第六章 浮舟の物語 薫、浮舟生存を聞き知る   

4. 浮舟、尼君と語り交す   

 

本文

現代語訳

 「忘れたまはぬにこそは」とあはれに思ふにも、いとど母君の御心のうち推し量らるれど、なかなか言ふかひなきさまを見え聞こえたてまつらむは、なほつつましくぞありける。かの人の言ひつけしことどもを、染め急ぐを見るにつけても、あやしうめづらかなる心地すれど、かけても言ひ出でられず。裁ち縫ひなどするを、

 「お忘れになっていないのだ」としみじみと思うが、ますます母君のご心中が推し量られるが、かえって何とも言いようのない姿をお見せ申し上げるのは、やはりとても気がひけるのであった。あの人が言ったことなど、衣装の染める準備をするのを見るにつけても、不思議な有りえないような気がするが、とても口にはお出しになれない。物を裁ったり縫ったりなどするのを、

 「これ御覧じ入れよ。ものをいとうつくしうひねらせたまへば」

 「これを手伝ってください。とても上手に折り曲げなされるから」

 とて、小袿の単衣たてまつるを、うたておぼゆれば、「心地悪し」とて、手も触れず臥したまへり。尼君、急ぐことをうち捨てて、「いかが思さるる」など思ひ乱れたまふ。紅に桜の織物の袿重ねて、

 と言って、小袿の単衣をお渡し申すのを、嫌な気がするので、「気分が悪い」と言って、手も触れず横になっていらっしゃった。尼君は、急ぐことを放って、「どのようなお加減か」などと心配なさる。紅に桜の織物の袿を重ねて、

 「御前には、かかるをこそ奉らすべけれ。あさましき墨染なりや」

 「御前様には、このような物をお召しになるのがよいでしょうに。

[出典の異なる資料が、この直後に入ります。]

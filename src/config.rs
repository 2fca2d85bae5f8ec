use std::path::{Path, PathBuf};
use std::time::Duration;

use figment::providers::{Env, Format, Serialized, Toml};
use figment::Figment;
use miette::Diagnostic;
use serde::{Deserialize, Serialize};
use thiserror::Error;

use crate::core::explain::{ExpressiveMarkerRule, GenerationConfig, ResponseValidator};
use crate::core::llm::providers::{GROQ_BASE_URL, GROQ_DEFAULT_MODEL, OPENAI_BASE_URL};
use crate::core::llm::ProviderConfig;

/// Prefix for environment overrides, e.g. `EXPLAINTHIS_SERVER__PORT=8080`.
pub const ENV_PREFIX: &str = "EXPLAINTHIS_";

#[derive(Debug, Error, Diagnostic)]
pub enum ConfigError {
    #[error("no API key configured for the {provider} provider")]
    #[diagnostic(
        code(explainthis::config::missing_credential),
        help("set GROQ_API_KEY or provider.api_key in the config file")
    )]
    MissingCredential { provider: String },

    #[error("config file not found: {0}")]
    #[diagnostic(code(explainthis::config::not_found))]
    NotFound(PathBuf),

    #[error("failed to load configuration")]
    #[diagnostic(code(explainthis::config::load))]
    Load(#[source] Box<figment::Error>),

    #[error("invalid configuration: {0}")]
    #[diagnostic(code(explainthis::config::invalid))]
    Invalid(String),
}

/// Top-level application configuration.
#[derive(Debug, Clone, Default, PartialEq, Serialize, Deserialize)]
#[serde(default)]
pub struct AppConfig {
    pub provider: ProviderSettings,
    pub generation: GenerationSettings,
    pub validator: ValidatorSettings,
    pub server: ServerSettings,
    pub repl: ReplSettings,
}

#[derive(Debug, Clone, Copy, Default, PartialEq, Eq, Serialize, Deserialize)]
#[serde(rename_all = "snake_case")]
pub enum ProviderKind {
    #[default]
    Groq,
    OpenaiCompatible,
}

/// Completion endpoint and credential.
#[derive(Debug, Clone, PartialEq, Serialize, Deserialize)]
#[serde(default)]
pub struct ProviderSettings {
    pub kind: ProviderKind,
    pub api_key: Option<String>,
    pub model: String,
    /// Override the provider's default endpoint.
    pub base_url: Option<String>,
    pub request_timeout_secs: u64,
}

impl Default for ProviderSettings {
    fn default() -> Self {
        Self {
            kind: ProviderKind::Groq,
            api_key: None,
            model: GROQ_DEFAULT_MODEL.to_string(),
            base_url: None,
            request_timeout_secs: 120,
        }
    }
}

/// Sampling parameters and retry policy.
#[derive(Debug, Clone, PartialEq, Serialize, Deserialize)]
#[serde(default)]
pub struct GenerationSettings {
    pub temperature: f32,
    pub top_p: f32,
    pub max_tokens: u32,
    pub max_retries: u32,
    pub retry_delay_ms: u64,
}

impl Default for GenerationSettings {
    fn default() -> Self {
        Self {
            temperature: 0.7,
            top_p: 0.9,
            max_tokens: 2048,
            max_retries: 2,
            retry_delay_ms: 2000,
        }
    }
}

/// Expressive-marker heuristic for child-level responses.
#[derive(Debug, Clone, PartialEq, Serialize, Deserialize)]
#[serde(default)]
pub struct ValidatorSettings {
    pub expressive_min_count: usize,
    /// Exclusive code-point bounds.
    pub expressive_range: (u32, u32),
}

impl Default for ValidatorSettings {
    fn default() -> Self {
        let rule = ExpressiveMarkerRule::default();
        Self {
            expressive_min_count: rule.min_count,
            expressive_range: (rule.lower_exclusive, rule.upper_exclusive),
        }
    }
}

#[derive(Debug, Clone, PartialEq, Serialize, Deserialize)]
#[serde(default)]
pub struct ServerSettings {
    pub host: String,
    pub port: u16,
}

impl Default for ServerSettings {
    fn default() -> Self {
        Self {
            host: "127.0.0.1".to_string(),
            port: 5000,
        }
    }
}

#[derive(Debug, Clone, Default, PartialEq, Serialize, Deserialize)]
#[serde(default)]
pub struct ReplSettings {
    /// Run the validator on REPL requests.
    pub validate: bool,
}

impl AppConfig {
    /// Load defaults, then the config file, then the environment.
    ///
    /// An explicit `path` must exist. Without one, the default location
    /// under the user config dir is used only if present.
    pub fn load(path: Option<&Path>) -> Result<Self, ConfigError> {
        let file = match path {
            Some(path) if !path.exists() => return Err(ConfigError::NotFound(path.to_path_buf())),
            Some(path) => Some(path.to_path_buf()),
            None => Self::default_config_path().filter(|p| p.exists()),
        };

        let config: AppConfig = Self::figment(file.as_deref())
            .extract()
            .map_err(|e| ConfigError::Load(Box::new(e)))?;
        config.check()?;

        match &file {
            Some(path) => log::info!("Loaded config from {}", path.display()),
            None => log::debug!("No config file found, using defaults and environment"),
        }
        Ok(config)
    }

    /// The layered figment without any existence checks.
    pub fn figment(file: Option<&Path>) -> Figment {
        let mut figment = Figment::from(Serialized::defaults(AppConfig::default()));
        if let Some(path) = file {
            figment = figment.merge(Toml::file(path));
        }
        figment
            .merge(Env::prefixed(ENV_PREFIX).split("__"))
            .merge(
                Env::raw()
                    .only(&["GROQ_API_KEY"])
                    .map(|_| "provider.api_key".into()),
            )
            .merge(
                Env::raw()
                    .only(&["GROQ_MODEL"])
                    .map(|_| "provider.model".into()),
            )
    }

    /// `~/.config/explainthis/config.toml` on Linux.
    pub fn default_config_path() -> Option<PathBuf> {
        dirs::config_dir().map(|d| d.join("explainthis").join("config.toml"))
    }

    fn check(&self) -> Result<(), ConfigError> {
        let (lower, upper) = self.validator.expressive_range;
        if lower >= upper {
            return Err(ConfigError::Invalid(format!(
                "validator.expressive_range must be increasing, got ({lower}, {upper})"
            )));
        }
        if !(0.0..=2.0).contains(&self.generation.temperature) {
            return Err(ConfigError::Invalid(format!(
                "generation.temperature must be within 0.0-2.0, got {}",
                self.generation.temperature
            )));
        }
        if !(0.0..=1.0).contains(&self.generation.top_p) {
            return Err(ConfigError::Invalid(format!(
                "generation.top_p must be within 0.0-1.0, got {}",
                self.generation.top_p
            )));
        }
        Ok(())
    }

    /// The credential, or `MissingCredential` if unset or blank.
    pub fn require_api_key(&self) -> Result<&str, ConfigError> {
        match self.provider.api_key.as_deref().map(str::trim) {
            Some(key) if !key.is_empty() => Ok(key),
            _ => Err(ConfigError::MissingCredential {
                provider: match self.provider.kind {
                    ProviderKind::Groq => "groq".to_string(),
                    ProviderKind::OpenaiCompatible => "openai_compatible".to_string(),
                },
            }),
        }
    }

    pub fn provider_config(&self) -> Result<ProviderConfig, ConfigError> {
        let api_key = self.require_api_key()?.to_string();
        let model = self.provider.model.clone();
        let timeout = Duration::from_secs(self.provider.request_timeout_secs);

        Ok(match self.provider.kind {
            ProviderKind::Groq => ProviderConfig::Groq {
                api_key,
                model,
                base_url: self.provider.base_url.clone(),
                timeout,
            },
            ProviderKind::OpenaiCompatible => ProviderConfig::OpenAICompatible {
                api_key,
                model,
                base_url: self
                    .provider
                    .base_url
                    .clone()
                    .unwrap_or_else(|| OPENAI_BASE_URL.to_string()),
                timeout,
            },
        })
    }

    pub fn generation_config(&self) -> GenerationConfig {
        GenerationConfig {
            temperature: self.generation.temperature,
            top_p: self.generation.top_p,
            max_tokens: self.generation.max_tokens,
            max_retries: self.generation.max_retries,
            retry_delay: Duration::from_millis(self.generation.retry_delay_ms),
        }
    }

    pub fn validator(&self) -> ResponseValidator {
        let (lower, upper) = self.validator.expressive_range;
        ResponseValidator::new().with_expressive_rule(ExpressiveMarkerRule {
            min_count: self.validator.expressive_min_count,
            lower_exclusive: lower,
            upper_exclusive: upper,
        })
    }

    /// Endpoint the configured provider will call.
    pub fn effective_base_url(&self) -> &str {
        match (&self.provider.base_url, self.provider.kind) {
            (Some(url), _) => url,
            (None, ProviderKind::Groq) => GROQ_BASE_URL,
            (None, ProviderKind::OpenaiCompatible) => OPENAI_BASE_URL,
        }
    }
}

#[cfg(test)]
mod tests {
    use super::*;
    use figment::Jail;

    #[test]
    fn test_default_config() {
        let config = AppConfig::default();
        assert_eq!(config.provider.kind, ProviderKind::Groq);
        assert_eq!(config.provider.model, "llama-3.3-70b-versatile");
        assert_eq!(config.provider.request_timeout_secs, 120);
        assert_eq!(config.generation.max_retries, 2);
        assert_eq!(config.generation.retry_delay_ms, 2000);
        assert_eq!(config.validator.expressive_min_count, 8);
        assert_eq!(config.validator.expressive_range, (127, 128512));
        assert_eq!(config.server.host, "127.0.0.1");
        assert_eq!(config.server.port, 5000);
        assert!(!config.repl.validate);
    }

    #[test]
    fn test_generation_config_matches_core_defaults() {
        assert_eq!(
            AppConfig::default().generation_config(),
            GenerationConfig::default()
        );
    }

    #[test]
    fn test_toml_roundtrip() {
        let config = AppConfig::default();
        let serialized = toml::to_string(&config).unwrap();
        let deserialized: AppConfig = toml::from_str(&serialized).unwrap();
        assert_eq!(deserialized, config);
    }

    #[test]
    fn test_file_then_env_layering() {
        Jail::expect_with(|jail| {
            jail.clear_env();
            jail.create_file(
                "config.toml",
                r#"
                [provider]
                api_key = "from-file"
                model = "llama-3.1-8b-instant"

                [server]
                port = 8080

                [generation]
                max_retries = 4
                "#,
            )?;
            jail.set_env("EXPLAINTHIS_SERVER__PORT", "9090");
            jail.set_env("EXPLAINTHIS_REPL__VALIDATE", "true");

            let config = AppConfig::load(Some(Path::new("config.toml")))
                .map_err(|e| e.to_string())?;

            assert_eq!(config.provider.api_key.as_deref(), Some("from-file"));
            assert_eq!(config.provider.model, "llama-3.1-8b-instant");
            assert_eq!(config.server.port, 9090);
            assert_eq!(config.generation.max_retries, 4);
            assert_eq!(config.generation.top_p, 0.9);
            assert!(config.repl.validate);
            Ok(())
        });
    }

    #[test]
    fn test_groq_env_overrides_file_credential() {
        Jail::expect_with(|jail| {
            jail.clear_env();
            jail.create_file("config.toml", "[provider]\napi_key = \"from-file\"\n")?;
            jail.set_env("GROQ_API_KEY", "gsk_env");
            jail.set_env("GROQ_MODEL", "mixtral-8x7b-32768");

            let config = AppConfig::load(Some(Path::new("config.toml")))
                .map_err(|e| e.to_string())?;

            assert_eq!(config.require_api_key().map_err(|e| e.to_string())?, "gsk_env");
            assert_eq!(config.provider.model, "mixtral-8x7b-32768");
            Ok(())
        });
    }

    #[test]
    fn test_figment_reads_file_outside_jail() {
        let dir = tempfile::tempdir().unwrap();
        let path = dir.path().join("explainthis.toml");
        std::fs::write(
            &path,
            "[validator]\nexpressive_min_count = 3\n\n[provider]\nkind = \"openai_compatible\"\n",
        )
        .unwrap();

        let config: AppConfig = AppConfig::figment(Some(&path)).extract().unwrap();

        assert_eq!(config.validator.expressive_min_count, 3);
        assert_eq!(config.provider.kind, ProviderKind::OpenaiCompatible);
    }

    #[test]
    fn test_missing_explicit_file_is_an_error() {
        Jail::expect_with(|_jail| {
            let err = AppConfig::load(Some(Path::new("absent.toml"))).unwrap_err();
            assert!(matches!(err, ConfigError::NotFound(_)));
            Ok(())
        });
    }

    #[test]
    fn test_malformed_file_is_an_error() {
        Jail::expect_with(|jail| {
            jail.clear_env();
            jail.create_file("config.toml", "[server]\nport = \"not a number\"\n")?;
            let err = AppConfig::load(Some(Path::new("config.toml"))).unwrap_err();
            assert!(matches!(err, ConfigError::Load(_)));
            Ok(())
        });
    }

    #[test]
    fn test_inverted_expressive_range_is_rejected() {
        Jail::expect_with(|jail| {
            jail.clear_env();
            jail.create_file(
                "config.toml",
                "[validator]\nexpressive_range = [500, 100]\n",
            )?;
            let err = AppConfig::load(Some(Path::new("config.toml"))).unwrap_err();
            assert!(matches!(err, ConfigError::Invalid(_)));
            Ok(())
        });
    }

    #[test]
    fn test_blank_credential_is_missing() {
        let mut config = AppConfig::default();
        assert!(matches!(
            config.require_api_key(),
            Err(ConfigError::MissingCredential { .. })
        ));

        config.provider.api_key = Some("   ".to_string());
        assert!(config.provider_config().is_err());

        config.provider.api_key = Some("gsk_test".to_string());
        let provider = config.provider_config().unwrap();
        assert_eq!(provider.provider_id(), "groq");
        assert_eq!(provider.model_name(), "llama-3.3-70b-versatile");
    }

    #[test]
    fn test_openai_compatible_defaults_base_url() {
        let mut config = AppConfig::default();
        config.provider.kind = ProviderKind::OpenaiCompatible;
        config.provider.api_key = Some("sk-test".to_string());
        config.provider.model = "gpt-4o-mini".to_string();

        match config.provider_config().unwrap() {
            ProviderConfig::OpenAICompatible { base_url, .. } => {
                assert_eq!(base_url, OPENAI_BASE_URL)
            }
            other => panic!("unexpected provider config: {other:?}"),
        }
        assert_eq!(config.effective_base_url(), OPENAI_BASE_URL);
    }

    #[test]
    fn test_validator_uses_configured_rule() {
        let mut config = AppConfig::default();
        config.validator.expressive_min_count = 3;
        config.validator.expressive_range = (1000, 2000);

        let validator = config.validator();
        let rule = validator.expressive_rule();
        assert_eq!(rule.min_count, 3);
        assert_eq!(rule.lower_exclusive, 1000);
        assert_eq!(rule.upper_exclusive, 2000);
    }
}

あさましい墨染ですこと」

 と言ふ人あり。

 と言う女房もいる。

 「尼衣変はれる身にやありし世の

  形見に袖をかけて偲ばむ」

 「尼衣に変わった身の上で、昔の形見として

  この華やかな衣装を身につけて、今さら昔を偲ぼうか」

 と書きて、「いとほしく、亡くもなりなむ後に、物の隠れなき世なりければ、聞きあはせなどして、疎ましきまでに隠しけるなどや思はむ」など、さまざま思ひつつ、

 と書いて、「お気の毒に、亡くなった後に、隠し通すこともできない世の中なので、聞き合わせたりなどして、疎ましいまでに隠していた、と思うだろうか」などと、いろいろと思いながら、

 「過ぎにし方のことは、絶えて忘れはべりにしを、かやうなることを思し急ぐにつけてこそ、ほのかにあはれなれ」

 「過ぎ去ったことは、すっかり忘れてしまいましたので、このようなことをお急ぎになることにつけ、何かしらしみじみと感じられるのです」

 とおほどかにのたまふ。

 とおっとりとおっしゃる。

 「さりとも、思し出づることは多からむを、尽きせず隔てたまふこそ心憂けれ。身には、かかる世の常の色あひなど、久しく忘れにければ、なほなほしくはべるにつけても、昔の人あらましかば、など思ひ出ではべる。しか扱ひきこえたまひけむ人、世におはすらむ。やがて、亡くなして見はべりしだに、なほいづこにあらむ、そことだに尋ね聞かまほしくおぼえはべるを、行方知らで、思ひきこえたまふ人びとはべるらむかし」

 「そうはおっしゃっても、お思い出しになることは多くありましょうが、いつまでもお隠しになっているのが情けないですわ。わたしは、このような世俗の人の着る色合いなどは、長いこと忘れてしまったので、平凡にしかできませんので、亡くなった娘が生きていたら、などと思い出されます。そのようにお世話申し上げなさった母君は、この世においでですか。そのまま、娘を亡くした母でさえ、やはりどこかに生きていようか、その居場所だけでも尋ね聞きたく思われますのに、その行く方も分からず、ご心配申し上げていらっしゃる方々がございましょう」

 とのたまへば、

 とおっしゃるので、

 「見しほどまでは、一人はものしたまひき。この月ごろ亡せやしたまひぬらむ」

 「俗世にいた時は、片親ございました。ここ数か月の間にお亡くなりなったかも知れません」

 とて、涙の落つるを紛らはして、

 と言って、涙が落ちるのを紛らわして、

 「なかなか思ひ出づるにつけて、うたてはべればこそ、え聞こえ出でね。隔ては何ごとにか残しはべらむ」

 「かえって思い出しますことにつけて、嫌に思われますので、申し上げることができません。隠し事はどうしてございましょうか」

 と、言少なにのたまひなしつ。

 と、言葉少なにおっしゃった。